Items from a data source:

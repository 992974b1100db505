//! Turning free text into recruiting search links.
//!
//! - `name` finds a first and last name in a message.
//! - `links` formats that name into each provider's search URL.

pub mod links;
pub mod name;
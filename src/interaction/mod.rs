//! Event handling and user interactions for the bot.
//!
//! This module provides functionality for handling chat events:
//! - Filtering reactions and direct messages down to lookup requests
//! - Running the extract / link / reply flow for each accepted event
//! - Formatting replies and classifying delivery failures

pub mod listener;
pub mod lookup;
pub mod responder;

Exercise objective: Repeat each record in full; every line must match exactly.

Written solution:
repository 992974b1100db505
//! Turning free text into recruiting search links.
//!
//! - `name` finds a first and last name in a message.
//! - `links` formats that name into each provider's search URL.

pub mod links;
pub mod name;
filename src/interaction/mod.rs
//! Event handling and user interactions for the bot.
//!
//! This module provides functionality for handling chat events:
//! - Filtering reactions and direct messages down to lookup requests
//! - Running the extract / link / reply flow for each accepted event
//! - Formatting replies and classifying delivery failures

pub mod listener;
pub mod lookup;
pub mod responder;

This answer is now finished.